ここ数年、引越しをしたいのに業者が見つからない、見つかっても非常に高額な料金を請求されるという「引越し難民」が社会問題になっている。3月は引越しのピークシーズンだが、場合によっては2月の今でも引越し業者を見つけるのは難しいかもしれない。引越し難民が発生する背景には何があるのか。そして、解決法はあるのだろうか。
人手不足と働き方改革 業界の構造問題
そもそも引越し難民が発生する背景は、需要と供給のバランスが悪くなっていることだ。そう話すのは、引越しなど新生活に関わる手続きを代行するリベロの鹿島秀俊社長だ。
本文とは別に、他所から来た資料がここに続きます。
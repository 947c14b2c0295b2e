//! Raw flash access: the NAND abstraction used to image MTD partitions, and the `RawFlash`
//! capability the rest of the recovery uses to back up and restore whole partitions.
//!
//! Partitions on MTD cannot be archived at the filesystem level; they are copied block-by-block
//! instead, skipping blocks the flash has marked bad.

use std::fs::File;
use std::path::Path;

pub mod image;
pub mod mtd;
#[cfg(test)]
pub mod sim;

/// Convenience methods for operating on `[u8]`s that represent page contents
pub trait PageUtil {
    /// Does this page contain the all-1s bit pattern?
    fn is_erased(&self) -> bool;
}

impl PageUtil for [u8] {
    fn is_erased(&self) -> bool {
        self.iter().all(|&x| x == 0xFF)
    }
}

/// Geometry of a NAND flash partition
#[derive(Debug, Copy, Clone, Eq, PartialEq)]
pub struct NandLayout {
    pub blocks: u32,
    pub pages_per_block: u32,
    pub bytes_per_page: usize,
}

impl NandLayout {
    /// Bytes in one eraseblock
    pub fn block_size(&self) -> usize {
        self.pages_per_block as usize * self.bytes_per_page
    }
}

/// An MTD partition (or a simulation of one)
pub trait Nand {
    type Block<'a>: NandBlock + 'a
    where
        Self: 'a;

    /// Get a block
    ///
    /// Returns None if `index` refers to a block marked bad
    fn block(&mut self, index: u32) -> anyhow::Result<Option<Self::Block<'_>>>;

    /// Get the layout of the partition
    fn get_layout(&self) -> NandLayout;
}

/// One eraseblock of a partition
pub trait NandBlock {
    /// How many pages in this block?
    fn page_count(&self) -> u32;

    /// How many bytes per page?
    fn page_size(&self) -> usize;

    /// Read an integral number of pages, starting at the specified page
    fn read(&self, start_page: u32, content: &mut [u8]) -> anyhow::Result<()>;

    /// Write the specified content, beginning at the specified page
    ///
    /// Pages must be programmed in ascending order; writing a page makes it and every skipped
    /// page before it nonwritable until the next erase.
    fn program(&mut self, start_page: u32, content: &[u8]) -> anyhow::Result<()>;

    /// Erase a block, making all pages writable again
    fn erase(&mut self) -> anyhow::Result<()>;

    /// Marks the block as bad, consuming the block object (it cannot be retrieved again).
    fn mark_bad(self) -> anyhow::Result<()>;
}

/// Whole-partition image copies, keyed by the partition's device name (e.g. `boot`).
pub trait RawFlash {
    /// Copy the partition's contents into `image`.
    fn backup(&mut self, device: &str, image: &Path) -> anyhow::Result<()>;

    /// Overwrite the partition with the contents of `image`. Whatever the image doesn't cover is
    /// left erased.
    fn restore(&mut self, device: &str, image: &Path) -> anyhow::Result<()>;
}

/// `RawFlash` over the kernel's MTD character devices
#[derive(Debug, Default)]
pub struct MtdFlash;

impl RawFlash for MtdFlash {
    fn backup(&mut self, device: &str, image: &Path) -> anyhow::Result<()> {
        let mut nand = mtd::MtdNand::open_named(device)?;
        let mut out = File::create(image)?;
        let written = image::dump_raw_image(&mut nand, &mut out)?;
        log::info!("dumped {written} bytes of {device} to {}", image.display());
        out.sync_all()?;
        Ok(())
    }

    fn restore(&mut self, device: &str, image: &Path) -> anyhow::Result<()> {
        let mut nand = mtd::MtdNand::open_named(device)?;
        let mut input = File::open(image)?;
        image::flash_raw_image(&mut nand, &mut input)?;
        log::info!("flashed {} to {device}", image.display());
        Ok(())
    }
}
同社は、利用者に代わり複数の引越し業者に見積もりを取るサービスを手掛ける。単に連絡先を業者に伝えるのではなく、訪問などで荷物の量を確認したうえで、複数業者に見積を依頼するので、利用者にとっても引越し業者にとってもムダを省ける。2009年の創業から、すでに200万件の各種手配を手掛けてきた。
「引越しのような重い荷物を運ぶより、宅配料金も上がって軽い荷物を運ぶほうがもうかるようになった。そして、若者の免許の取得率も下がっている。さらに、働き方改革で、これまで1日に5件ほどの引越しをやっていた業者が、就業規則などのルールが整備されて、1日3件以内に抑えるようになっている」(鹿島氏)
引越し自体の需要は変わっていないが、人手不足に加えて働き方改革の進展で供給がタイトになってきている。ヤマト運輸の値上げや、レオパレスの施工不良問題に端を発した引越し問題などが、引越し難民に拍車をかけたが、そもそもはこうした業界の構造が要因にある。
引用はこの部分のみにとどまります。